Иная судьба у Людвига Лембке, он же Луи Ламбер. В годы гитлеризма он написал несколько откровенно халтурных исторических романов, которые, однако, имели огромный успех (именно потому, что подлинная литература была под запретом), женился на богатой женщине, в которой была не только английская, но и еврейская кровь (на что, как дается понять, власти закрывали глаза, поскольку тем самым в рейхе оставались ее немалые капиталы). В те годы, когда д’Артез чуть не погиб в концлагере, Ламбер процветал, и хотя тут речь идет не о подлинном сотрудничестве с гитлеризмом, но все же об известном «соучастии». Жена его покончила с собой уже после войны, то есть когда непосредственная опасность миновала, и Ламбер отказался тогда от своего псевдонима, стал снова Лембке и под этим именем — незаметным библиотечным служащим и снова — другом д’Артеза.
Лембке всячески противился замыслу «протоколиста» написать эту книгу; он не любит воспоминаний и постоянно говорит на страницах романа о том, как «счастливы те, у кого нет прошлого». Под маской чудака, которую он на себя надел, как догадывается «протоколист», таится ум, проницательный и беспощадно честный. «…Ламбер как-то сказал: — Из нас, не будь даже нацистов и войны, ничего другого бы не вышло.
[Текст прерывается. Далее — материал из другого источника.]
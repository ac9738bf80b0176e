//! Domain errors - error types for the domain layer

use thiserror::Error;

use crate::entities::session::ArchiveEntry;
use crate::entities::MemberRole;

/// Domain layer errors
///
/// Every state-changing operation either completes or reports one of
/// these; nothing here is fatal to the process and every case is
/// recoverable by retrying the user action.
#[derive(Debug, Clone, PartialEq, Eq, Error)]
pub enum DomainError {
    /// Bad or missing input, surfaced to the operator without retry
    #[error("Validation error: {0}")]
    Validation(String),

    /// Another live member already carries the same normalized name.
    /// Carries the conflicting member's role and category for display.
    #[error("Name {name:?} is already registered as {role}")]
    DuplicateName {
        name: String,
        role: MemberRole,
        category: Option<String>,
    },

    /// The daily archive quota is spent for the given calendar day
    #[error("Daily archive limit reached: {existing} of {limit} used")]
    QuotaExceeded { limit: usize, existing: usize },

    /// Backend failure, including corrupt stored documents; never
    /// retried automatically
    #[error("Storage error: {0}")]
    Storage(String),
}

impl DomainError {
    /// Build a validation error from any displayable message
    pub fn validation(msg: impl Into<String>) -> Self {
        Self::Validation(msg.into())
    }

    /// Build a quota error for the configured daily limit
    pub fn quota_exceeded(existing: usize) -> Self {
        Self::QuotaExceeded {
            limit: ArchiveEntry::DAILY_LIMIT,
            existing,
        }
    }

    /// Get an error code string for operator-facing surfaces
    pub fn code(&self) -> &'static str {
        match self {
            Self::Validation(_) => "VALIDATION_ERROR",
            Self::DuplicateName { .. } => "DUPLICATE_NAME",
            Self::QuotaExceeded { .. } => "QUOTA_EXCEEDED",
            Self::Storage(_) => "STORAGE_ERROR",
        }
    }

    /// Check if this is a validation error
    pub fn is_validation(&self) -> bool {
        matches!(self, Self::Validation(_))
    }

    /// Check if this is a duplicate-name conflict
    pub fn is_duplicate(&self) -> bool {
        matches!(self, Self::DuplicateName { .. })
    }

    /// Check if this is a quota violation
    pub fn is_quota_exceeded(&self) -> bool {
        matches!(self, Self::QuotaExceeded { .. })
    }

    /// Check if this is a storage failure
    pub fn is_storage(&self) -> bool {
        matches!(self, Self::Storage(_))
    }

    /// Remaining quota units implied by a quota error, floored at 0
    pub fn remaining(&self) -> Option<usize> {
        match self {
            Self::QuotaExceeded { limit, existing } => Some(limit.saturating_sub(*existing)),
            _ => None,
        }
    }
}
Нам этим не оправдаться. — Сильно сказано, конечно, но Ламбер терпеть не мог, когда люди перекладывали на историю ответственность за свою судьбу». В облике его нет ясности д’Артеза, и, надо думать, не случайно он носит имя героя одного из самых «темных» романов «Человеческой комедии». О себе он говорит, что сделай не из того материала, что д’Артез, и только в редкие мгновения «дотягивает» до его уровня. В отличие от д’Артеза Лембке — «человек», он более уязвим и потому ничто человеческое ему не чуждо, но путь, выбранный им в жизни, — ложный путь.
Через все повествование проходят понятия-лейтмотивы, взятые из арсенала экзистенциалистской философии: свобода, выбор, ситуация и т. д. Те места, где они начинают господствовать, принадлежат к наиболее слабым в книге. Но надо помнить, что Носсак, как уже говорилось, часто бывает сложнее, чем может показаться на первый взгляд.
В одном из узловых мест книги подробно рассказана пантомима д’Артеза на типично экзистенциалистскую тему «палач — жертва». Затем идет реставрация жизненного материала, легшего в основу этой пантомимы, — выясняется, что сам д’Артез, бежавший из концлагеря в 1945 году, был вынужден убить эсэсовца, хотевшего поменяться с ним одеждой, чтобы спастись от справедливого возмездия. По мере повествования все яснее становится ироническая интонация, которая сопровождает типично экзистенциалистские рассуждения о «взаимозаменяемости» палача и жертвы; в конце же главы прямо выражена мысль о справедливости действий «жертвы», убившей своего «палача».